**What you should do**
Collect each line of the entries that holds the string "directory".

• • • •

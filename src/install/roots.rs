//! Install roots and destination rules.
//!
//! Every path the installer touches is built here. A destination is always
//! `destdir + root + target`, where the root is absolute and the target is a
//! relative path whose file-vs-directory meaning is carried by [`Target`]
//! instead of a trailing slash.
use std::path::{Component, Path, PathBuf};

use crate::config::Config;
use crate::error::{ConfigError, InstallError};

/// Default install prefix when `node_prefix` is unset.
pub const DEFAULT_PREFIX: &str = "/usr/local";

/// Which resolved root a destination rule is relative to.
#[derive(Debug, Clone, Copy, PartialEq, Eq)]
pub enum RootKey {
    /// `node_prefix`
    Prefix,
    /// `node_libdir`
    Libdir,
}

/// A destination path relative to a root.
#[derive(Debug, Clone, PartialEq, Eq)]
pub enum Target {
    /// Install to exactly this path (rename semantics).
    File(PathBuf),
    /// Install into this directory under the source's base name.
    Dir(PathBuf),
}

impl Target {
    /// Rename target.
    pub fn file(path: impl Into<PathBuf>) -> Self {
        Self::File(path.into())
    }

    /// Copy-into target.
    pub fn dir(path: impl Into<PathBuf>) -> Self {
        Self::Dir(path.into())
    }

    /// The relative path carried by either variant.
    #[must_use]
    pub fn path(&self) -> &Path {
        match self {
            Self::File(p) | Self::Dir(p) => p,
        }
    }
}

/// A `(root, target)` pair.
#[derive(Debug, Clone, PartialEq, Eq)]
pub struct Rule {
    /// Root the target is relative to.
    pub root: RootKey,
    /// Relative destination.
    pub target: Target,
}

impl Rule {
    /// Create a rule.
    #[must_use]
    pub const fn new(root: RootKey, target: Target) -> Self {
        Self { root, target }
    }
}

/// The resolved install roots for one run.
#[derive(Debug, Clone, PartialEq, Eq)]
pub struct Roots {
    prefix: PathBuf,
    libdir: PathBuf,
    destdir: Option<PathBuf>,
}

impl Roots {
    /// Build roots from explicit values.
    ///
    /// # Errors
    ///
    /// Returns [`ConfigError::RelativeRoot`] if `prefix` or `libdir` is not
    /// absolute.
    pub fn new(
        prefix: impl Into<PathBuf>,
        libdir: impl Into<PathBuf>,
        destdir: Option<PathBuf>,
    ) -> Result<Self, ConfigError> {
        let prefix = absolute_root("node_prefix", prefix.into())?;
        let libdir = absolute_root("node_libdir", libdir.into())?;
        Ok(Self {
            prefix,
            libdir,
            destdir: destdir.map(|d| normalize(&d)),
        })
    }

    /// Derive roots from the configuration and the optional destdir argument.
    ///
    /// A relative `destdir` is made absolute against `base` (the build root);
    /// an empty one is treated as absent.
    ///
    /// # Errors
    ///
    /// Returns [`ConfigError::RelativeRoot`] if the configured prefix or
    /// libdir is relative.
    pub fn resolve(
        config: &Config,
        destdir: Option<&Path>,
        base: &Path,
    ) -> Result<Self, ConfigError> {
        let prefix = PathBuf::from(config.string("node_prefix").unwrap_or(DEFAULT_PREFIX));
        let libdir = config
            .string("node_libdir")
            .map_or_else(|| prefix.join("lib"), PathBuf::from);
        let destdir = destdir
            .filter(|d| !d.as_os_str().is_empty())
            .map(|d| base.join(d));
        Self::new(prefix, libdir, destdir)
    }

    /// Install prefix as seen at runtime (without destdir).
    #[must_use]
    pub fn prefix(&self) -> &Path {
        &self.prefix
    }

    /// Library directory as seen at runtime (without destdir).
    #[must_use]
    pub fn libdir(&self) -> &Path {
        &self.libdir
    }

    /// Staging directory, if any.
    #[must_use]
    pub fn destdir(&self) -> Option<&Path> {
        self.destdir.as_deref()
    }

    /// Runtime location of a root.
    #[must_use]
    pub fn unstaged(&self, key: RootKey) -> &Path {
        match key {
            RootKey::Prefix => &self.prefix,
            RootKey::Libdir => &self.libdir,
        }
    }

    /// On-disk location of a root (destdir applied).
    #[must_use]
    pub fn root(&self, key: RootKey) -> PathBuf {
        self.stage(self.unstaged(key))
    }

    /// Map an absolute runtime path to its on-disk location under destdir.
    #[must_use]
    pub fn stage(&self, path: &Path) -> PathBuf {
        let path = normalize(path);
        match &self.destdir {
            Some(destdir) => {
                let mut staged = destdir.clone();
                staged.extend(path.components().filter_map(|c| match c {
                    Component::Normal(part) => Some(part),
                    _ => None,
                }));
                staged
            }
            None => path,
        }
    }

    /// On-disk destination of `source` under `rule`.
    ///
    /// # Errors
    ///
    /// Returns [`InstallError::UnsafeTarget`] if the target is absolute or
    /// climbs out of its root, or if a directory target is paired with a
    /// source that has no file name.
    pub fn locate(&self, source: &Path, rule: &Rule) -> Result<PathBuf, InstallError> {
        let relative = rule.target.path();
        check_relative(relative)?;
        let base = self.root(rule.root).join(relative);
        match &rule.target {
            Target::File(_) => Ok(base),
            Target::Dir(_) => {
                let name = source.file_name().ok_or_else(|| InstallError::UnsafeTarget {
                    target: relative.to_path_buf(),
                    reason: "source has no file name",
                })?;
                Ok(base.join(name))
            }
        }
    }
}

fn absolute_root(key: &'static str, path: PathBuf) -> Result<PathBuf, ConfigError> {
    if path.has_root() {
        Ok(normalize(&path))
    } else {
        Err(ConfigError::RelativeRoot {
            key,
            value: path.display().to_string(),
        })
    }
}

fn check_relative(path: &Path) -> Result<(), InstallError> {
    let reason = path.components().find_map(|c| match c {
        Component::Prefix(_) | Component::RootDir => Some("target must be relative"),
        Component::ParentDir => Some("target must not contain '..'"),
        Component::CurDir | Component::Normal(_) => None,
    });
    reason.map_or(Ok(()), |reason| {
        Err(InstallError::UnsafeTarget {
            target: path.to_path_buf(),
            reason,
        })
    })
}

/// Lexically normalise a path: drop `.`, resolve `..` against the preceding
/// component, never climbing above the root.
#[must_use]
pub fn normalize(path: &Path) -> PathBuf {
    let mut out = PathBuf::new();
    for component in path.components() {
        match component {
            Component::CurDir => {}
            Component::ParentDir => {
                if out.file_name().is_some() {
                    out.pop();
                } else if !out.has_root() {
                    out.push("..");
                }
            }
            other => out.push(other.as_os_str()),
        }
    }
    out
}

• • • •

**Answer to this task**
//! relative path whose file-vs-directory meaning is carried by [`Target`]
    /// Install into this directory under the source's base name.
    /// Library directory as seen at runtime (without destdir).
    /// Staging directory, if any.
    /// climbs out of its root, or if a directory target is paired with a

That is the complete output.